H53A-1651
Long-Term Drought Forecasting based on Climate Signals using Multi-Channel
Friday, 18 December 2015
Poster Hall (Moscone South)
Huijuan Cui1, Vijay P Singh2, Qiuhong Tang1 and Quansheng Ge1, (1)IGSNRR Institute of Geographic Sciences and Natural Resources Research, CAS, Beijing, China, (2)Texas A & M University, College Station, TX, United States
Abstract:
Drought is an insidious natural hazard, which may cause severe damage both in natural environment and human society. Timely drought forecasting enables civil protection authorities and public to take actions to reduce the risk of droughts. Thus drought forecasting plays an important role in setting out drought mitigation strategy.

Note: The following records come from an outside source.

use std::fmt;
use std::sync::atomic::{AtomicBool, Ordering};
use std::sync::Arc;
use std::thread;

use tokio::sync::mpsc;
use tracing::debug;

/// A unit of work to run on the loop thread.
pub type LoopTask = Box<dyn FnOnce() + Send + 'static>;

/// The single-threaded side of the bridge.
///
/// All script-visible callbacks, promise reactions, and call-object
/// construction go through `submit`; background workers never run them
/// directly. `submit` is fallible: once the loop has stopped it returns
/// [`LoopClosed`] and the caller must complete any pending promise
/// out-of-band.
pub trait EventLoop: Send + Sync + 'static {
    fn submit(&self, task: LoopTask) -> Result<(), LoopClosed>;
}

/// Error returned by [`EventLoop::submit`] after the loop has stopped.
#[derive(Debug, Clone, Copy, PartialEq, Eq)]
pub struct LoopClosed;

impl fmt::Display for LoopClosed {
    fn fmt(&self, f: &mut fmt::Formatter<'_>) -> fmt::Result {
        write!(f, "event loop not running")
    }
}

impl std::error::Error for LoopClosed {}

enum LoopMsg {
    Task(LoopTask),
    Stop,
}

/// A default loop implementation: one dedicated worker thread draining a
/// task queue. Embedders with their own runtime loop implement [`EventLoop`]
/// instead; tests and standalone hosts use this one.
pub struct ScriptLoop {
    handle: LoopHandle,
    thread: Option<thread::JoinHandle<()>>,
}

/// Cloneable submit handle for a [`ScriptLoop`].
#[derive(Clone)]
pub struct LoopHandle {
    tx: mpsc::UnboundedSender<LoopMsg>,
    closed: Arc<AtomicBool>,
}

impl ScriptLoop {
    /// Spawn the loop thread.
    pub fn start() -> std::io::Result<ScriptLoop> {
        let (tx, mut rx) = mpsc::unbounded_channel();
        let closed = Arc::new(AtomicBool::new(false));
        let thread = thread::Builder::new()
            .name("script-loop".into())
            .spawn(move || {
                while let Some(msg) = rx.blocking_recv() {
                    match msg {
                        LoopMsg::Task(task) => task(),
                        LoopMsg::Stop => break,
                    }
                }
                debug!("script loop stopped");
            })?;
        Ok(ScriptLoop {
            handle: LoopHandle { tx, closed },
            thread: Some(thread),
        })
    }

    /// A handle usable from any thread to submit loop tasks.
    pub fn handle(&self) -> LoopHandle {
        self.handle.clone()
    }

    /// Stop the loop. Tasks already queued before the stop marker still run;
    /// submits racing with shutdown are rejected.
    pub fn shutdown(mut self) {
        self.stop();
    }

    fn stop(&mut self) {
        self.handle.closed.store(true, Ordering::SeqCst);
        let _ = self.handle.tx.send(LoopMsg::Stop);
        if let Some(thread) = self.thread.take() {
            let _ = thread.join();
        }
    }
}

impl Drop for ScriptLoop {
    fn drop(&mut self) {
        if self.thread.is_some() {
            self.stop();
        }
    }
}

impl EventLoop for LoopHandle {
    fn submit(&self, task: LoopTask) -> Result<(), LoopClosed> {
        if self.closed.load(Ordering::SeqCst) {
            return Err(LoopClosed);
        }
        self.tx.send(LoopMsg::Task(task)).map_err(|_| LoopClosed)
    }
}

#[cfg(test)]
mod tests {
    use super::*;
    use std::sync::mpsc as std_mpsc;

    #[test]
    fn tasks_run_in_submission_order() {
        let looper = ScriptLoop::start().unwrap();
        let handle = looper.handle();
        let (tx, rx) = std_mpsc::channel();
        for i in 0..10 {
            let tx = tx.clone();
            handle
                .submit(Box::new(move || {
                    tx.send(i).unwrap();
                }))
                .unwrap();
        }
        let got: Vec<i32> = (0..10).map(|_| rx.recv().unwrap()).collect();
        assert_eq!(got, (0..10).collect::<Vec<_>>());
        looper.shutdown();
    }

    #[test]
    fn submit_after_shutdown_fails() {
        let looper = ScriptLoop::start().unwrap();
        let handle = looper.handle();
        looper.shutdown();
        let err = handle.submit(Box::new(|| {})).unwrap_err();
        assert_eq!(err, LoopClosed);
        assert_eq!(err.to_string(), "event loop not running");
    }

    #[test]
    fn tasks_run_on_loop_thread() {
        let looper = ScriptLoop::start().unwrap();
        let (tx, rx) = std_mpsc::channel();
        looper
            .handle()
            .submit(Box::new(move || {
                tx.send(thread::current().name().map(str::to_owned)).unwrap();
            }))
            .unwrap();
        assert_eq!(rx.recv().unwrap().as_deref(), Some("script-loop"));
        looper.shutdown();
    }
}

Analysis of the dominant oscillations of droughts and large-scale climate indices has shown that climate indices, such as the El Niño Southern Oscillation (ENSO), are significant indicators of drought occurrences in southern United States. It suggests that the climate indices may be used in drought forecasting at a long lead time. In this study, the multi-channel entropy spectral analysis (MCESA) was developed to incorporate the ENSO climate signals to entropy approach for long-term drought forecasting. To focus on the lack of surface water, drought was quantified by standardized streamflow index (SSI) in this study. SSI time series turned out to be stationary and highly autocorrelated, which showed significant 12-month periodicity. As a result, SSI was successfully forecasted using MCESA with ENSO as an indicator for lead times of 4-6 years. The drought forecasting was more reliable for the stations in humid areas than arid areas. Comparison from the retrospective drought forecasts with or without ENSO showed that inclusion of ENSO climate signals reduced the forecasting errors. The forecasts under El Nino (La Nina) condition reduced (increased) drought severity, making the forecasts more accurate.